De retour au bercail
Au bout de six jours, n’ayant réussi à prendre que le renard arctique, Ejaz était prêt à lever le camp.
« Je n’y croyais plus. Il n’y a pas de nuit, car le soleil ne se couche jamais, et rester tout le temps assis dans ma tente me rendait fou. Il faisait tellement froid; toutes les attaches et les poignées en plastique étaient devenues si fragiles qu’elles s’étaient cassées, de même les fermetures éclair de ma veste. Nous ne devions partir que le jour suivant, mais le septième jour, j’en ai eu assez. Des gars sont venus ici année après année sans voir aucun loup, alors qui étais-je pour penser que moi je réussirais? »
Il a donc plié bagage. « Lorsque je fais mes valises pour un voyage, je ne laisse pas les objectifs sur les appareils photo, et surtout pas cette fois-là avec les soubresauts de la motoneige. »
Une heure après le départ, Ejaz, qui était assis derrière Raymond et ne voyant rien devant lui, a senti la motoneige ralentir. « Je lui ai demandé : ‘‘Pourquoi est-ce qu’on ralentit?’’ Il n’a rien dit. Puis nous nous sommes arrêtés. Je ne voyais rien autour de lui, mais j’ai vu qu’il souriait. Sachant que lui arracher un sourire relevait de l’impossible, j’ai immédiatement compris : il avait vu les loups et, quand j’ai regardé à mon tour, je les ai aperçus au loin, marchant dans notre direction.
« Je ne sais pas comment j’ai réussi à assembler l’objectif sur l’appareil et à installer ce dernier sur le trépied si rapidement, mais l’appareil était prêt en 10 ou 15 secondes. »
Les loups se sont approchés de la motoneige. « Ils étaient peut-être à six mètres.
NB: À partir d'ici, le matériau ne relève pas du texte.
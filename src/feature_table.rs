//! CSV export of multi-channel volumes, one row per selected voxel.
//!
//! A row is assembled from independent column providers (voxel position,
//! primary channels, optional additional channels) and emitted only for
//! voxels that pass the optional mask. All volumes are walked with one
//! shared cursor in the grid's traversal order.

use crate::volume::{Volume, VolumeError, VoxelIndex};

use log::{debug, info};
use std::{
    fmt::{Display, Write as _},
    fs::{self, File},
    io::{self, BufWriter, Write},
    path::{Path, PathBuf},
};
use thiserror::Error;

#[derive(Debug, Error)]
pub enum FeatureTableError {
    #[error("{role} volume does not line up with the input volume: {source}")]
    Shape {
        role: &'static str,
        #[source]
        source: VolumeError,
    },

    #[error("Failed to create '{}': {source}", path.display())]
    Create {
        path: PathBuf,
        #[source]
        source: io::Error,
    },

    #[error("Failed to write feature table: {0}")]
    Write(#[from] io::Error),
}

/// A CSV line under construction: fields are comma-separated with no
/// trailing comma.
#[derive(Debug, Default)]
pub struct Row {
    line: String,
    fields: usize,
}

impl Row {
    pub fn push(&mut self, value: impl Display) {
        if self.fields > 0 {
            self.line.push(',');
        }
        // Writing into a String cannot fail
        let _ = write!(self.line, "{value}");
        self.fields += 1;
    }

    pub fn len(&self) -> usize {
        self.fields
    }

    pub fn is_empty(&self) -> bool {
        self.fields == 0
    }

    pub fn into_line(self) -> String {
        self.line
    }
}

/// Contributes a fixed number of columns to every row
pub trait ColumnProvider {
    fn width(&self) -> usize;

    fn append(&self, index: VoxelIndex, row: &mut Row);
}

/// The voxel's `x, y, z`
pub struct IndexColumns;

impl ColumnProvider for IndexColumns {
    fn width(&self) -> usize {
        3
    }

    fn append(&self, (x, y, z): VoxelIndex, row: &mut Row) {
        row.push(x);
        row.push(y);
        row.push(z);
    }
}

/// Every channel of one volume at the voxel
pub struct ChannelColumns<'a, T> {
    volume: &'a Volume<T>,
}

impl<'a, T> ChannelColumns<'a, T> {
    pub fn new(volume: &'a Volume<T>) -> Self {
        Self { volume }
    }
}

impl<T: Display> ColumnProvider for ChannelColumns<'_, T> {
    fn width(&self) -> usize {
        self.volume.components()
    }

    fn append(&self, index: VoxelIndex, row: &mut Row) {
        if let Some(values) = self.volume.voxel(index) {
            for value in values.iter() {
                row.push(value);
            }
        }
    }
}

/// Writes a primary volume, optionally masked and optionally joined with a
/// second volume, as a CSV feature table.
pub struct FeatureTableExporter<'a, T, M = T> {
    primary: &'a Volume<T>,
    mask: Option<&'a Volume<M>>,
    additional: Option<&'a Volume<T>>,
    header: Option<Vec<String>>,
}

impl<'a, T, M> FeatureTableExporter<'a, T, M>
where
    T: Display,
    M: Copy + Default + PartialEq,
{
    pub fn new(primary: &'a Volume<T>) -> Self {
        Self {
            primary,
            mask: None,
            additional: None,
            header: None,
        }
    }

    /// Only export voxels where `mask` is non-zero
    pub fn with_mask(mut self, mask: &'a Volume<M>) -> Result<Self, FeatureTableError> {
        self.primary
            .ensure_same_extent(mask)
            .map_err(|source| FeatureTableError::Shape {
                role: "Mask",
                source,
            })?;
        self.mask = Some(mask);
        Ok(self)
    }

    /// Append the channels of `additional` after the primary channels
    pub fn with_additional(
        mut self,
        additional: &'a Volume<T>,
    ) -> Result<Self, FeatureTableError> {
        self.primary
            .ensure_same_extent(additional)
            .map_err(|source| FeatureTableError::Shape {
                role: "Additional",
                source,
            })?;
        self.additional = Some(additional);
        Ok(self)
    }

    /// Emit `columns` as the first line
    pub fn with_header(mut self, columns: Vec<String>) -> Self {
        self.header = Some(columns);
        self
    }

    fn columns(&self) -> Vec<Box<dyn ColumnProvider + '_>> {
        let mut columns: Vec<Box<dyn ColumnProvider + '_>> = vec![
            Box::new(IndexColumns),
            Box::new(ChannelColumns::new(self.primary)),
        ];
        if let Some(additional) = self.additional {
            columns.push(Box::new(ChannelColumns::new(additional)));
        }
        columns
    }

    fn is_selected(&self, index: VoxelIndex) -> bool {
        self.mask
            .is_none_or(|mask| mask.value(index).is_some_and(|value| value != M::default()))
    }

    /// Data rows in traversal order, without the header
    pub fn rows(&self) -> impl Iterator<Item = String> + '_ {
        let columns = self.columns();
        (0..self.primary.len())
            .map(move |linear| self.primary.index_of(linear))
            .filter(move |&index| self.is_selected(index))
            .map(move |index| {
                let mut row = Row::default();
                for provider in &columns {
                    provider.append(index, &mut row);
                }
                row.into_line()
            })
    }

    /// Write the header (if any) and all rows, one per line.
    ///
    /// Returns the number of data rows written.
    pub fn write<W: Write>(&self, mut writer: W) -> Result<usize, FeatureTableError> {
        if let Some(header) = &self.header {
            let mut row = Row::default();
            for column in header {
                row.push(column);
            }
            writeln!(writer, "{}", row.into_line())?;
        }

        let mut written = 0;
        for line in self.rows() {
            writeln!(writer, "{line}")?;
            written += 1;
        }
        writer.flush()?;
        Ok(written)
    }

    /// Create or truncate `path` and write the table into it
    pub fn write_to_path(&self, path: impl AsRef<Path>) -> Result<usize, FeatureTableError> {
        let path = path.as_ref();
        let create = |source| FeatureTableError::Create {
            path: path.to_path_buf(),
            source,
        };
        if let Some(parent) = path.parent().filter(|parent| !parent.as_os_str().is_empty()) {
            fs::create_dir_all(parent).map_err(create)?;
        }
        let file = File::create(path).map_err(create)?;

        let width: usize = self.columns().iter().map(|provider| provider.width()).sum();
        debug!(
            "Exporting {} column(s), mask: {}, additional volume: {}",
            width,
            self.mask.is_some(),
            self.additional.is_some()
        );

        let written = self.write(BufWriter::new(file))?;
        info!("Wrote {written} row(s) to {}", path.display());
        Ok(written)
    }
}

#[cfg(test)]
mod tests {
    use super::*;
    use crate::feature_names::FeatureNameTable;
    use crate::volume::Geometry;
    use ndarray::Array4;

    fn volume(nx: usize, ny: usize, nz: usize, channels: usize, values: Vec<f32>) -> Volume<f32> {
        let data = Array4::from_shape_vec((nz, ny, nx, channels), values).unwrap();
        Volume::new(data, Geometry::default())
    }

    fn lines<M: Copy + Default + PartialEq>(exporter: &FeatureTableExporter<'_, f32, M>) -> Vec<String> {
        let mut out = Vec::new();
        exporter.write(&mut out).unwrap();
        String::from_utf8(out)
            .unwrap()
            .lines()
            .map(str::to_string)
            .collect()
    }

    #[test]
    fn plain_export_lists_every_voxel() {
        let primary = volume(2, 1, 1, 2, vec![1.0, 2.0, 3.0, 4.0]);
        let exporter = FeatureTableExporter::<f32>::new(&primary);
        assert_eq!(lines(&exporter), ["0,0,0,1,2", "1,0,0,3,4"]);
    }

    #[test]
    fn masked_export_keeps_nonzero_voxels_in_order() {
        let primary = volume(2, 2, 1, 1, vec![10.0, 11.0, 12.0, 13.0]);
        let mask = volume(2, 2, 1, 1, vec![0.0, 2.0, 0.0, 1.0]);
        let exporter = FeatureTableExporter::new(&primary).with_mask(&mask).unwrap();
        let rows = lines(&exporter);
        assert_eq!(rows, ["1,0,0,11", "1,1,0,13"]);

        let selected = mask.voxels().filter(|(_, m)| m[0] != 0.0).count();
        assert_eq!(rows.len(), selected);
    }

    #[test]
    fn additional_channels_follow_primary_by_position() {
        let primary = volume(3, 1, 1, 2, vec![1.0, 2.0, 3.0, 4.0, 5.0, 6.0]);
        let additional = volume(3, 1, 1, 1, vec![0.5, 1.5, 2.5]);
        let exporter = FeatureTableExporter::<f32>::new(&primary)
            .with_additional(&additional)
            .unwrap();
        assert_eq!(lines(&exporter), ["0,0,0,1,2,0.5", "1,0,0,3,4,1.5", "2,0,0,5,6,2.5"]);
    }

    #[test]
    fn mask_and_additional_combine() {
        let primary = volume(2, 1, 2, 1, vec![1.0, 2.0, 3.0, 4.0]);
        let additional = volume(2, 1, 2, 2, vec![9.0, 8.0, 7.0, 6.0, 5.0, 4.0, 3.0, 2.0]);
        let mask = Volume::from_scalar(
            ndarray::Array3::from_shape_vec((2, 1, 2), vec![0u8, 0, 1, 0]).unwrap(),
            Geometry::default(),
        );
        let exporter = FeatureTableExporter::new(&primary)
            .with_mask(&mask)
            .unwrap()
            .with_additional(&additional)
            .unwrap();
        assert_eq!(lines(&exporter), ["0,0,1,3,5,4"]);
    }

    #[test]
    fn header_comes_first_without_trailing_comma() {
        let primary = volume(1, 1, 1, 1, vec![0.25]);
        let header = FeatureNameTable::default().table_header();
        let exporter = FeatureTableExporter::<f32>::new(&primary).with_header(header);
        let rows = lines(&exporter);
        assert_eq!(rows.len(), 2);
        assert!(rows[0].starts_with("X,Y,Z,Energy,Entropy,"));
        assert!(rows[0].ends_with(",LongRunHighGreyLevelEmphasis"));
        assert_eq!(rows[1], "0,0,0,0.25");
    }

    #[test]
    fn mismatched_extents_are_rejected() {
        let primary = volume(2, 1, 1, 1, vec![1.0, 2.0]);
        let mask = volume(1, 2, 1, 1, vec![1.0, 1.0]);
        let result = FeatureTableExporter::new(&primary).with_mask(&mask);
        assert!(matches!(
            result,
            Err(FeatureTableError::Shape { role: "Mask", .. })
        ));

        let additional = volume(2, 1, 2, 1, vec![1.0; 4]);
        let result = FeatureTableExporter::<f32>::new(&primary).with_additional(&additional);
        assert!(matches!(
            result,
            Err(FeatureTableError::Shape { role: "Additional", .. })
        ));
    }

    #[test]
    fn write_to_path_truncates_and_counts_rows() {
        let dir = tempfile::tempdir().unwrap();
        let path = dir.path().join("out").join("features.csv");
        std::fs::create_dir_all(path.parent().unwrap()).unwrap();
        std::fs::write(&path, "stale content that is longer than the table\n").unwrap();

        let primary = volume(2, 1, 1, 1, vec![1.0, 2.0]);
        let written = FeatureTableExporter::<f32>::new(&primary)
            .write_to_path(&path)
            .unwrap();
        assert_eq!(written, 2);
        assert_eq!(std::fs::read_to_string(&path).unwrap(), "0,0,0,1\n1,0,0,2\n");
    }
}
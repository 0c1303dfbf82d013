//! # Voxel-features library
//!
//! This crate converts per-voxel measurements of 3D scans between a
//! multi-channel volume and the flat forms external tools consume.
//!
//! Texture and morphometry filters (co-occurrence, run-length, bone
//! morphometry) produce volumes holding a vector of feature values per
//! voxel. This library takes those volumes the rest of the way:
//!  - Export to a CSV feature table, one row of `x, y, z, features...` per
//!    voxel, optionally restricted by a mask and optionally joined with a
//!    second feature volume
//!  - Split into one single-channel volume per feature, named after the
//!    feature when the channel count (or the volume's provenance tag)
//!    identifies the filter family
//!  - Build a label volume from a CSV of `x, y, z, label` rows
//!
//! Volumes are read from and written to NIfTI files (`.nii`, `.nii.gz`).
//! Spacing, origin and direction are carried from input to output unchanged.
//!
//! # Examples
//!
//! ## Exporting masked features to CSV
//!
//! ```no_run
//! # use voxel_features::{FeatureNameTable, FeatureTableExporter, VolumeLoader};
//! let features = VolumeLoader::load("glcm_features.nii.gz")
//!     .expect("should have loaded the feature volume");
//! let mask = VolumeLoader::load_scalar("segmentation.nii.gz")
//!     .expect("should have loaded the mask");
//! let rows = FeatureTableExporter::new(&features)
//!     .with_mask(&mask)
//!     .expect("mask should cover the same grid")
//!     .with_header(FeatureNameTable::default().table_header())
//!     .write_to_path("features.csv")
//!     .expect("should have written the table");
//! println!("{rows} voxels exported");
//! ```
//!
//! ## Splitting a feature volume
//!
//! ```no_run
//! # use voxel_features::{ChannelSplitter, FeatureNameTable, VolumeLoader};
//! let names = FeatureNameTable::default();
//! let features = VolumeLoader::load("glcm_features.nii.gz")
//!     .expect("should have loaded the feature volume");
//! // Writes case01_Energy.nii.gz, case01_Entropy.nii.gz, ...
//! ChannelSplitter::new(&names)
//!     .split_to_files(&features, "case01")
//!     .expect("should have written one file per channel");
//! ```

pub mod channel_splitter;
pub mod enums;
pub mod feature_names;
pub mod feature_table;
pub mod label_map;
pub mod volume;
pub mod volume_loader;
pub mod volume_writer;

pub use channel_splitter::ChannelSplitter;
pub use enums::FeatureSet;
pub use feature_names::FeatureNameTable;
pub use feature_table::FeatureTableExporter;
pub use label_map::{LabelMapBuilder, LabelTable};
pub use volume::{Geometry, Volume};
pub use volume_loader::VolumeLoader;
pub use volume_writer::VolumeWriter;
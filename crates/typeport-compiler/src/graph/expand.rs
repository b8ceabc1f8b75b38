//! Monomorphization of generic structs.
//!
//! Every pending instantiation becomes an ordinary struct whose fields are the
//! generic's fields with the placeholder substituted. Expanding one instance
//! may request others (a generic body using another generic); those are
//! appended to the arena and picked up by the same sweep.

use std::collections::HashSet;

use tracing::{debug, debug_span};

use crate::diagnostics::{DiagnosticKind, Diagnostics};
use crate::options::Options;
use crate::{Error, PassResult};

use super::{Lowering, NodeId, NodeKind, Scope, TypeGraph};

pub fn expand_generics(mut graph: TypeGraph, options: &Options) -> PassResult<TypeGraph> {
    let _span = debug_span!("expand").entered();
    let mut diagnostics = Diagnostics::new();
    let mut expanded = 0usize;

    let mut next = 0;
    while next < graph.len() {
        let id = NodeId::from_index(next);
        next += 1;

        let NodeKind::Pending {
            instantiation,
            requested_by,
        } = &graph.node(id).kind
        else {
            continue;
        };
        let (instantiation, requested_by) = (instantiation.clone(), requested_by.clone());

        let NodeKind::Generic(decl) = &graph.node(instantiation.generic).kind else {
            return Err(Error::NotGeneric {
                from: requested_by,
                reference: graph.identity(instantiation.generic).clone(),
            });
        };
        let decl = decl.clone();

        expanded += 1;
        if expanded > options.instantiation_limit {
            return Err(Error::ExpansionLimitExceeded(
                graph.identity(instantiation.generic).clone(),
            ));
        }

        let owner = graph.identity(id).clone();
        let scope = Scope::bound(&owner, &decl.param, &instantiation.arg);
        let mut lowering = Lowering {
            graph: &mut graph,
            policy: options.unresolved,
            diagnostics: &mut diagnostics,
        };
        let fields = lowering.fields(&decl.fields, &scope)?;

        graph.set_kind(
            id,
            NodeKind::Struct {
                fields,
                claims: Vec::new(),
                instance_of: Some(instantiation),
            },
        );
    }

    let instantiated: HashSet<NodeId> = graph
        .iter()
        .filter_map(|(_, node)| match &node.kind {
            NodeKind::Struct {
                instance_of: Some(inst),
                ..
            } => Some(inst.generic),
            _ => None,
        })
        .collect();
    for (id, node) in graph.iter() {
        if matches!(node.kind, NodeKind::Generic(_)) && !instantiated.contains(&id) {
            diagnostics
                .report(DiagnosticKind::UnusedGeneric, &node.identity)
                .emit();
        }
    }

    debug!(expanded, nodes = graph.len(), "generics expanded");
    Ok((graph, diagnostics))
}
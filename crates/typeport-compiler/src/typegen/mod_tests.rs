use indoc::indoc;
use typeport_core::{Declaration, Field, Primitive, Target};

use crate::test_utils::{analyze, id, named};

use super::*;

fn block(name: &str, content: &str, priority: bool) -> Block {
    Block {
        origin: None,
        name: name.to_string(),
        content: content.to_string(),
        priority,
    }
}

#[test]
fn render_puts_priority_blocks_first() {
    let output = Output {
        target: Target::TypeScript,
        blocks: vec![
            block("A", "type A = 1;", false),
            block("./b", "import { B } from \"./b\";", true),
            block("C", "type C = 2;\n\n", false),
        ],
    };

    insta::assert_snapshot!(output.render(), @r#"
    import { B } from "./b";

    type A = 1;

    type C = 2;
    "#);
    assert!(output.render().ends_with("2;\n"));
}

#[test]
fn blocks_carry_their_origin() {
    let analysis = analyze(vec![
        Declaration::enumeration(
            id("Color"),
            typeport_core::EnumBacking::Int,
            vec![typeport_core::EnumMember::int("Red", 0).with_label("Red")],
        ),
        Declaration::structure(id("Pen"), vec![Field::new("Ink", named("Color"))]),
    ]);
    let output = analysis.emit(&TargetConfig::typescript());

    let color = id("Color");
    let names: Vec<&str> = output
        .blocks_for(&color)
        .map(|b| b.name.as_str())
        .collect();
    assert_eq!(names, ["Color", "ColorLabels"]);
    assert_eq!(
        output.block("Pen").and_then(|b| b.origin.clone()),
        Some(id("Pen"))
    );
}

#[test]
fn emit_all_keeps_config_order() {
    let analysis = analyze(vec![Declaration::structure(
        id("Camp"),
        vec![Field::new("Name", Primitive::String)],
    )]);
    let configs = [
        TargetConfig::dart(),
        TargetConfig::typescript(),
        TargetConfig::Dart(dart::Config::new().header(true)),
    ];

    let outputs = analysis.emit_all(&configs);
    let targets: Vec<Target> = outputs.iter().map(|o| o.target).collect();
    assert_eq!(targets, [Target::Dart, Target::TypeScript, Target::Dart]);
    assert_eq!(outputs[0], analysis.emit(&configs[0]));
    assert_eq!(outputs[1], analysis.emit(&configs[1]));
    assert!(outputs[2].render().starts_with("// Code generated by typeport. DO NOT EDIT.\n"));
}

#[test]
fn target_config_from_json() {
    let configs: Vec<TargetConfig> = serde_json::from_str(indoc! {r#"
        [
          { "target": "typescript", "brand_aliases": false },
          { "target": "dart" }
        ]
    "#})
    .unwrap();

    assert_eq!(
        configs,
        [
            TargetConfig::TypeScript(typescript::Config::new().brand_aliases(false)),
            TargetConfig::dart(),
        ]
    );
    assert_eq!(configs[0].target(), Target::TypeScript);
}
//! Runs every stage, from declarations to an emittable [`Schema`].

use tracing::{debug, debug_span};
use typeport_core::Declaration;

use crate::diagnostics::Diagnostics;
use crate::graph::{GraphBuilder, analyze_order, expand_generics};
use crate::options::Options;
use crate::schema::{Schema, elaborate};
use crate::typegen::{self, Output, TargetConfig};
use crate::{Error, Result};

/// Declarations plus the options to translate them with.
///
/// Call [`exec`](Self::exec) to run the stages.
#[derive(Debug, Clone)]
pub struct Pipeline {
    declarations: Vec<Declaration>,
    options: Options,
}

impl Pipeline {
    pub fn new(declarations: Vec<Declaration>) -> Self {
        Self {
            declarations,
            options: Options::default(),
        }
    }

    pub fn with_options(mut self, options: Options) -> Self {
        self.options = options;
        self
    }

    /// Resolve, expand generics, order, and elaborate.
    ///
    /// Returns `Err` on the first fatal problem; warnings and notes are
    /// collected into the [`Analysis`].
    pub fn exec(self) -> Result<Analysis> {
        let _span = debug_span!("pipeline", declarations = self.declarations.len()).entered();
        let mut diagnostics = Diagnostics::new();

        let mut builder = GraphBuilder::new(self.options.unresolved);
        for decl in self.declarations {
            builder.register(decl)?;
        }
        let (graph, diags) = builder.finish()?;
        diagnostics.extend(diags);

        let (graph, diags) = expand_generics(graph, &self.options)?;
        diagnostics.extend(diags);

        let order = analyze_order(&graph)?;

        let (schema, diags) = elaborate(graph, order, &self.options)?;
        diagnostics.extend(diags);

        debug!(
            emitted = schema.order().len(),
            diagnostics = diagnostics.len(),
            "pipeline finished"
        );
        Ok(Analysis {
            schema,
            diagnostics,
        })
    }
}

/// A successful run: the schema every target is emitted from, and what was
/// reported along the way.
#[derive(Debug, Clone)]
pub struct Analysis {
    schema: Schema,
    diagnostics: Diagnostics,
}

impl Analysis {
    pub fn schema(&self) -> &Schema {
        &self.schema
    }

    pub fn diagnostics(&self) -> &Diagnostics {
        &self.diagnostics
    }

    pub fn emit(&self, config: &TargetConfig) -> Output {
        typegen::emit(&self.schema, config)
    }

    /// Emit several targets concurrently from the same schema.
    pub fn emit_all(&self, configs: &[TargetConfig]) -> Vec<Output> {
        typegen::emit_all(&self.schema, configs)
    }
}

impl TryFrom<Vec<Declaration>> for Analysis {
    type Error = Error;

    fn try_from(declarations: Vec<Declaration>) -> Result<Self> {
        Pipeline::new(declarations).exec()
    }
}
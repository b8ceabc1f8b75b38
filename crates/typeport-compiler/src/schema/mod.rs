//! Finished, target-independent model handed to emitters.
//!
//! A [`Schema`] is immutable. Emitters for different targets read the same
//! instance concurrently.

mod dump;
mod elaborate;
mod enums;
mod structs;
mod unions;

#[cfg(test)]
mod dump_tests;
#[cfg(test)]
mod elaborate_tests;

use std::collections::BTreeSet;

use indexmap::IndexMap;
use typeport_core::{EnumBacking, EnumValue, Format, Identity, Primitive, Target};

use crate::graph::{Instantiation, NodeId, ResolvedField, Ty};
use crate::{Error, Result};

pub use elaborate::elaborate;

#[derive(Clone, Debug, PartialEq, Eq)]
pub struct AliasShape {
    pub primitive: Primitive,
    pub format: Option<Format>,
}

#[derive(Clone, Debug, PartialEq, Eq)]
pub struct StructShape {
    /// Declared fields with embedded structs flattened in place.
    pub fields: Vec<ResolvedField>,
    /// Unions listing this struct, in identity order.
    pub implements: Vec<NodeId>,
    pub instance_of: Option<Instantiation>,
}

#[derive(Clone, Debug, PartialEq, Eq)]
pub struct EnumEntry {
    pub symbol: String,
    pub value: EnumValue,
    pub label: String,
    /// False when `label` is the fallback.
    pub labeled: bool,
}

#[derive(Clone, Debug, PartialEq, Eq)]
pub struct EnumShape {
    pub backing: EnumBacking,
    /// Declared order, literal values untouched.
    pub entries: Vec<EnumEntry>,
}

impl EnumShape {
    /// Label table: one entry per member, fallbacks included.
    pub fn labels(&self) -> IndexMap<&str, &str> {
        self.entries
            .iter()
            .map(|e| (e.symbol.as_str(), e.label.as_str()))
            .collect()
    }

    pub fn label(&self, symbol: &str) -> Option<&str> {
        self.entries
            .iter()
            .find(|e| e.symbol == symbol)
            .map(|e| e.label.as_str())
    }
}

#[derive(Clone, Debug, PartialEq, Eq)]
pub struct Variant {
    pub tag: String,
    pub implementor: NodeId,
}

/// A union lowered to discriminant + payload.
#[derive(Clone, Debug, PartialEq, Eq)]
pub struct UnionShape {
    pub variants: Vec<Variant>,
}

impl UnionShape {
    /// The discriminant domain.
    pub fn tags(&self) -> impl Iterator<Item = &str> {
        self.variants.iter().map(|v| v.tag.as_str())
    }

    pub fn implementor(&self, tag: &str) -> Option<NodeId> {
        self.variants
            .iter()
            .find(|v| v.tag == tag)
            .map(|v| v.implementor)
    }
}

#[derive(Clone, Debug, PartialEq, Eq)]
pub struct ExternalShape {
    pub imports: IndexMap<Target, String>,
}

impl ExternalShape {
    pub fn import_for(&self, target: Target) -> Option<&str> {
        self.imports.get(&target).map(String::as_str)
    }
}

#[derive(Clone, Debug, PartialEq, Eq)]
pub enum Shape {
    Alias(AliasShape),
    Struct(StructShape),
    Enum(EnumShape),
    Union(UnionShape),
    /// Never emitted; lists its monomorphized structs.
    Generic { instances: Vec<NodeId> },
    Opaque,
    External(ExternalShape),
}

impl Shape {
    pub fn describe(&self) -> &'static str {
        match self {
            Shape::Alias(_) => "alias",
            Shape::Struct(_) => "struct",
            Shape::Enum(_) => "enum",
            Shape::Union(_) => "union",
            Shape::Generic { .. } => "generic",
            Shape::Opaque => "opaque",
            Shape::External(_) => "external",
        }
    }

    /// Structs and unions are the shapes a field can refer to indirectly.
    pub fn is_composite(&self) -> bool {
        matches!(self, Shape::Struct(_) | Shape::Union(_))
    }
}

#[derive(Clone, Debug, PartialEq, Eq)]
pub struct SchemaNode {
    pub identity: Identity,
    pub doc: Option<String>,
    pub shape: Shape,
}

#[derive(Clone, Debug, Default)]
pub struct Schema {
    nodes: Vec<SchemaNode>,
    index: IndexMap<Identity, NodeId>,
    order: Vec<NodeId>,
    positions: Vec<Option<usize>>,
    back_refs: BTreeSet<(NodeId, NodeId)>,
}

impl Schema {
    pub(crate) fn new(
        nodes: Vec<SchemaNode>,
        order: Vec<NodeId>,
        back_refs: BTreeSet<(NodeId, NodeId)>,
    ) -> Self {
        let index = nodes
            .iter()
            .enumerate()
            .map(|(i, n)| (n.identity.clone(), NodeId::from_index(i)))
            .collect();
        let mut positions = vec![None; nodes.len()];
        for (pos, id) in order.iter().enumerate() {
            positions[id.index()] = Some(pos);
        }
        Self {
            nodes,
            index,
            order,
            positions,
            back_refs,
        }
    }

    pub fn len(&self) -> usize {
        self.nodes.len()
    }

    pub fn is_empty(&self) -> bool {
        self.nodes.is_empty()
    }

    pub fn node(&self, id: NodeId) -> &SchemaNode {
        &self.nodes[id.index()]
    }

    pub fn shape(&self, id: NodeId) -> &Shape {
        &self.nodes[id.index()].shape
    }

    pub fn lookup(&self, identity: &Identity) -> Option<NodeId> {
        self.index.get(identity).copied()
    }

    pub fn resolve(&self, identity: &Identity) -> Result<NodeId> {
        self.lookup(identity)
            .ok_or_else(|| Error::UnresolvedReference {
                reference: identity.clone(),
                from: None,
            })
    }

    /// Nodes in emission order. Generics are not part of it.
    pub fn order(&self) -> &[NodeId] {
        &self.order
    }

    pub fn emitted(&self) -> impl Iterator<Item = (NodeId, &SchemaNode)> {
        self.order.iter().map(|id| (*id, self.node(*id)))
    }

    pub fn position(&self, id: NodeId) -> Option<usize> {
        self.positions[id.index()]
    }

    /// Edges found closing a cycle during ordering.
    pub fn back_references(&self) -> impl Iterator<Item = (NodeId, NodeId)> + '_ {
        self.back_refs.iter().copied()
    }

    /// Whether a field of `owner` typed directly as `target` must be rendered
    /// indirectly: `target` is not emitted strictly before `owner`.
    ///
    /// Matches the back-references of the ordering pass, and also covers
    /// fields that embedding moved into another struct.
    pub fn needs_indirection(&self, owner: NodeId, target: NodeId) -> bool {
        if !self.shape(target).is_composite() {
            return false;
        }
        match (self.position(owner), self.position(target)) {
            (Some(owner), Some(target)) => target >= owner,
            _ => false,
        }
    }

    /// Type of a field of `owner` as emitters render it. References needing
    /// indirection become optional, directly or as fixed-array elements;
    /// slices and maps already have an empty value.
    pub fn field_ty(&self, owner: NodeId, ty: &Ty) -> Ty {
        match ty {
            Ty::Node(target) if self.needs_indirection(owner, *target) => {
                Ty::Optional(Box::new(ty.clone()))
            }
            Ty::Array { elem, len } => Ty::Array {
                elem: Box::new(self.field_ty(owner, elem)),
                len: *len,
            },
            _ => ty.clone(),
        }
    }

    /// Monomorphized structs of a generic, in identity order.
    pub fn instances_of(&self, generic: &Identity) -> Vec<NodeId> {
        match self.lookup(generic).map(|id| self.shape(id)) {
            Some(Shape::Generic { instances }) => instances.clone(),
            _ => Vec::new(),
        }
    }
}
J’ai pris des photos, puis ils nous ont dépassés. Entre temps, j’avais préparé le deuxième appareil et j’ai commencé à marcher vers eux, en les photographiant. Lorsque je n’étais plus qu’à trois mètres d’eux, les poils du mâle alpha se sont hérissés sur son échine tandis qu’il me fixait. C’était un avertissement : s’il te plaît, ne t’approche pas plus. Raymond a dit : « C’est lui ou toi.’ » Alors nous sommes partis. »
Raymond est un homme de peu de mots. Toutefois, Ejaz est quasiment sûr que de retour chez lui, il a raconté sa propre version de l’histoire : celle d’un fou débarquant tout droit de New York, souhaitant explorer le Nord à la recherche des loups arctiques afin de les photographier, et qui, contre toute attente, y était parvenu.